The ambulance was on the E4 motorway near Linköping when drivers were notified of a priority-1 call, the most urgent classification of emergency call for patients with “life-threatening symptoms”.
At the time, they were headed back to the station as their shift had just ended.
But instead of responding directly to the call, the drivers entered the address from which the call was made into their GPS and determined they could still manage to swing by the station on their way, the local Norrköpings Tidiningar (NT) reported.
“That’s against guidelines. You don’t delay a priority-1 call,” Christer Andersson, a doctor with the Linköping University Hospital told the paper.
Andersson explained that the drivers in the ambulance had called ahead to their colleagues to ensure that the change in drivers would happen quickly.
Despite their best efforts, however, the waiting patient died after suffering from cardiac arrest.

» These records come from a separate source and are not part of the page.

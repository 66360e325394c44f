//! Helpers shared by the four movement document services

use serde::Deserialize;
use uuid::Uuid;

use crate::error::{AppError, AppResult};
use crate::middleware::AuthUser;
use shared::{DocumentKind, DocumentStatus};

/// List filter for movement documents
#[derive(Debug, Clone, Default, Deserialize)]
pub struct DocumentFilter {
    pub status: Option<DocumentStatus>,
    pub warehouse_id: Option<Uuid>,
}

impl DocumentFilter {
    /// Warehouse to filter on after applying the caller's scope
    pub fn warehouse_for(&self, user: &AuthUser) -> AppResult<Option<Uuid>> {
        match (user.scoped_warehouse(), self.warehouse_id) {
            (Some(_), Some(requested)) => {
                user.ensure_warehouse(requested)?;
                Ok(Some(requested))
            }
            (Some(scoped), None) => Ok(Some(scoped)),
            (None, requested) => Ok(requested),
        }
    }

    pub fn status_str(&self) -> Option<&'static str> {
        self.status.as_ref().map(DocumentStatus::as_str)
    }
}

/// Parse a stored status, rejecting ones the kind never uses
pub fn parse_status(kind: DocumentKind, raw: &str) -> AppResult<DocumentStatus> {
    DocumentStatus::from_str(raw)
        .filter(|status| kind.statuses().contains(status))
        .ok_or_else(|| AppError::Internal(format!("{} has unknown status '{}'", kind, raw)))
}

/// Target of an explicit status change on update; terminal targets go
/// through validate and cancel instead
pub fn requested_status(
    kind: DocumentKind,
    current: DocumentStatus,
    requested: Option<DocumentStatus>,
) -> AppResult<DocumentStatus> {
    match requested {
        None => Ok(current),
        Some(to) if to == current => Ok(current),
        Some(to) if to.is_terminal() => Err(AppError::validation(
            "status",
            format!("Use the {} endpoint to move a {} to {}", terminal_action(kind, to), kind, to),
        )),
        Some(to) => Ok(kind.transition(current, to)?),
    }
}

fn terminal_action(kind: DocumentKind, to: DocumentStatus) -> &'static str {
    match (kind, to) {
        (_, DocumentStatus::Canceled) => "cancel",
        (DocumentKind::Transfer, _) => "execute",
        _ => "validate",
    }
}

/// Trim free text and drop it when empty
pub fn clean_text(value: Option<String>) -> Option<String> {
    value
        .map(|v| v.trim().to_string())
        .filter(|v| !v.is_empty())
}
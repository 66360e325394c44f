//! Business logic services for the stock ledger

pub mod adjustment;
pub mod alert;
pub mod auth;
pub mod dashboard;
pub mod delivery;
pub mod document;
pub mod ledger;
pub mod product;
pub mod receipt;
pub mod stock;
pub mod transfer;
pub mod user;
pub mod warehouse;

pub use adjustment::AdjustmentService;
pub use alert::AlertService;
pub use auth::AuthService;
pub use dashboard::DashboardService;
pub use delivery::DeliveryService;
pub use ledger::LedgerService;
pub use product::ProductService;
pub use receipt::ReceiptService;
pub use transfer::TransferService;
pub use user::UserService;
pub use warehouse::WarehouseService;
//! Warehouse and storage location models

use chrono::{DateTime, Utc};
use serde::{Deserialize, Serialize};
use uuid::Uuid;

/// A warehouse holding one or more locations
#[derive(Debug, Clone, Serialize, Deserialize)]
pub struct Warehouse {
    pub id: Uuid,
    pub code: String,
    pub name: String,
    pub address: Option<String>,
    pub is_active: bool,
    pub created_at: DateTime<Utc>,
    pub updated_at: DateTime<Utc>,
}

/// A storage slot (shelf, bin, zone) inside a warehouse
#[derive(Debug, Clone, Serialize, Deserialize)]
pub struct Location {
    pub id: Uuid,
    pub warehouse_id: Uuid,
    pub code: String,
    pub name: String,
    pub is_active: bool,
    pub created_at: DateTime<Utc>,
    pub updated_at: DateTime<Utc>,
}
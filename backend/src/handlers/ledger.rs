//! Read-only stock ledger handlers

use axum::{
    extract::{Path, Query, State},
    Json,
};
use uuid::Uuid;

use crate::error::AppResult;
use crate::middleware::CurrentUser;
use crate::services::ledger::LedgerFilter;
use crate::services::LedgerService;
use crate::AppState;
use shared::{LedgerEntry, PaginatedResponse};

pub async fn list_ledger(
    State(state): State<AppState>,
    current_user: CurrentUser,
    Query(filter): Query<LedgerFilter>,
) -> AppResult<Json<PaginatedResponse<LedgerEntry>>> {
    let service = LedgerService::new(state.db, &state.config.ledger);
    let page = service.list(&current_user.0, filter).await?;
    Ok(Json(page))
}

pub async fn product_ledger(
    State(state): State<AppState>,
    current_user: CurrentUser,
    Path(product_id): Path<Uuid>,
    Query(filter): Query<LedgerFilter>,
) -> AppResult<Json<PaginatedResponse<LedgerEntry>>> {
    let service = LedgerService::new(state.db, &state.config.ledger);
    let page = service
        .by_product(&current_user.0, product_id, filter)
        .await?;
    Ok(Json(page))
}

pub async fn warehouse_ledger(
    State(state): State<AppState>,
    current_user: CurrentUser,
    Path(warehouse_id): Path<Uuid>,
    Query(filter): Query<LedgerFilter>,
) -> AppResult<Json<PaginatedResponse<LedgerEntry>>> {
    let service = LedgerService::new(state.db, &state.config.ledger);
    let page = service
        .by_warehouse(&current_user.0, warehouse_id, filter)
        .await?;
    Ok(Json(page))
}
//! HTTP handlers for stock count adjustments

use axum::{
    extract::{Path, Query, State},
    http::StatusCode,
    Json,
};
use uuid::Uuid;

use crate::error::AppResult;
use crate::middleware::CurrentUser;
use crate::services::adjustment::{CreateAdjustmentInput, UpdateAdjustmentInput};
use crate::services::document::DocumentFilter;
use crate::services::AdjustmentService;
use crate::AppState;
use shared::Adjustment;

pub async fn create_adjustment(
    State(state): State<AppState>,
    current_user: CurrentUser,
    Json(input): Json<CreateAdjustmentInput>,
) -> AppResult<(StatusCode, Json<Adjustment>)> {
    let adjustment = AdjustmentService::new(state.db)
        .create(&current_user.0, input)
        .await?;
    Ok((StatusCode::CREATED, Json(adjustment)))
}

pub async fn list_adjustments(
    State(state): State<AppState>,
    current_user: CurrentUser,
    Query(filter): Query<DocumentFilter>,
) -> AppResult<Json<Vec<Adjustment>>> {
    let adjustments = AdjustmentService::new(state.db)
        .list(&current_user.0, filter)
        .await?;
    Ok(Json(adjustments))
}

pub async fn get_adjustment(
    State(state): State<AppState>,
    current_user: CurrentUser,
    Path(adjustment_id): Path<Uuid>,
) -> AppResult<Json<Adjustment>> {
    let adjustment = AdjustmentService::new(state.db)
        .get(&current_user.0, adjustment_id)
        .await?;
    Ok(Json(adjustment))
}

pub async fn update_adjustment(
    State(state): State<AppState>,
    current_user: CurrentUser,
    Path(adjustment_id): Path<Uuid>,
    Json(input): Json<UpdateAdjustmentInput>,
) -> AppResult<Json<Adjustment>> {
    let adjustment = AdjustmentService::new(state.db)
        .update(&current_user.0, adjustment_id, input)
        .await?;
    Ok(Json(adjustment))
}

pub async fn validate_adjustment(
    State(state): State<AppState>,
    current_user: CurrentUser,
    Path(adjustment_id): Path<Uuid>,
) -> AppResult<Json<Adjustment>> {
    let adjustment = AdjustmentService::new(state.db)
        .validate(&current_user.0, adjustment_id)
        .await?;
    Ok(Json(adjustment))
}

pub async fn cancel_adjustment(
    State(state): State<AppState>,
    current_user: CurrentUser,
    Path(adjustment_id): Path<Uuid>,
) -> AppResult<Json<Adjustment>> {
    let adjustment = AdjustmentService::new(state.db)
        .cancel(&current_user.0, adjustment_id)
        .await?;
    Ok(Json(adjustment))
}
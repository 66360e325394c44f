//! Warehouse and location handlers

use axum::{
    extract::{Path, State},
    http::StatusCode,
    Json,
};
use uuid::Uuid;

use crate::error::AppResult;
use crate::middleware::CurrentUser;
use crate::services::warehouse::{
    CreateLocationInput, CreateWarehouseInput, UpdateLocationInput, UpdateWarehouseInput,
};
use crate::services::WarehouseService;
use crate::AppState;
use shared::{Location, Warehouse};

pub async fn create_warehouse(
    State(state): State<AppState>,
    current_user: CurrentUser,
    Json(input): Json<CreateWarehouseInput>,
) -> AppResult<(StatusCode, Json<Warehouse>)> {
    current_user.0.require_catalog_manager()?;
    let warehouse = WarehouseService::new(state.db).create(input).await?;
    Ok((StatusCode::CREATED, Json(warehouse)))
}

pub async fn list_warehouses(
    State(state): State<AppState>,
    current_user: CurrentUser,
) -> AppResult<Json<Vec<Warehouse>>> {
    let warehouses = WarehouseService::new(state.db).list(&current_user.0).await?;
    Ok(Json(warehouses))
}

pub async fn get_warehouse(
    State(state): State<AppState>,
    current_user: CurrentUser,
    Path(warehouse_id): Path<Uuid>,
) -> AppResult<Json<Warehouse>> {
    let warehouse = WarehouseService::new(state.db)
        .get(&current_user.0, warehouse_id)
        .await?;
    Ok(Json(warehouse))
}

pub async fn update_warehouse(
    State(state): State<AppState>,
    current_user: CurrentUser,
    Path(warehouse_id): Path<Uuid>,
    Json(input): Json<UpdateWarehouseInput>,
) -> AppResult<Json<Warehouse>> {
    current_user.0.require_catalog_manager()?;
    let warehouse = WarehouseService::new(state.db)
        .update(warehouse_id, input)
        .await?;
    Ok(Json(warehouse))
}

/// Shorthand for `PUT` with `is_active = false`
pub async fn deactivate_warehouse(
    State(state): State<AppState>,
    current_user: CurrentUser,
    Path(warehouse_id): Path<Uuid>,
) -> AppResult<Json<Warehouse>> {
    current_user.0.require_catalog_manager()?;
    let input = UpdateWarehouseInput {
        name: None,
        address: None,
        is_active: Some(false),
    };
    let warehouse = WarehouseService::new(state.db)
        .update(warehouse_id, input)
        .await?;
    Ok(Json(warehouse))
}

pub async fn create_location(
    State(state): State<AppState>,
    current_user: CurrentUser,
    Path(warehouse_id): Path<Uuid>,
    Json(input): Json<CreateLocationInput>,
) -> AppResult<(StatusCode, Json<Location>)> {
    current_user.0.require_catalog_manager()?;
    let location = WarehouseService::new(state.db)
        .create_location(warehouse_id, input)
        .await?;
    Ok((StatusCode::CREATED, Json(location)))
}

pub async fn list_locations(
    State(state): State<AppState>,
    current_user: CurrentUser,
    Path(warehouse_id): Path<Uuid>,
) -> AppResult<Json<Vec<Location>>> {
    let locations = WarehouseService::new(state.db)
        .list_locations(&current_user.0, warehouse_id)
        .await?;
    Ok(Json(locations))
}

pub async fn update_location(
    State(state): State<AppState>,
    current_user: CurrentUser,
    Path((warehouse_id, location_id)): Path<(Uuid, Uuid)>,
    Json(input): Json<UpdateLocationInput>,
) -> AppResult<Json<Location>> {
    current_user.0.require_catalog_manager()?;
    let location = WarehouseService::new(state.db)
        .update_location(warehouse_id, location_id, input)
        .await?;
    Ok(Json(location))
}

pub async fn deactivate_location(
    State(state): State<AppState>,
    current_user: CurrentUser,
    Path((warehouse_id, location_id)): Path<(Uuid, Uuid)>,
) -> AppResult<Json<Location>> {
    current_user.0.require_catalog_manager()?;
    let input = UpdateLocationInput {
        name: None,
        is_active: Some(false),
    };
    let location = WarehouseService::new(state.db)
        .update_location(warehouse_id, location_id, input)
        .await?;
    Ok(Json(location))
}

Following the fatal incident, which took place on June 5th, 2012, the ambulance drivers estimated that changing drivers delayed their arrival by 50 to 90 seconds.
Andersson has since reported the matter to the National Board of Health and Welfare (Socialstyrelsen) in accordance with Sweden’s Lex-Maria laws, the informal name for regulations governing the reporting of injuries or incidents in the Swedish health care system.
He explained that an autopsy to determine the patient’s exact cause of death has yet to be completed.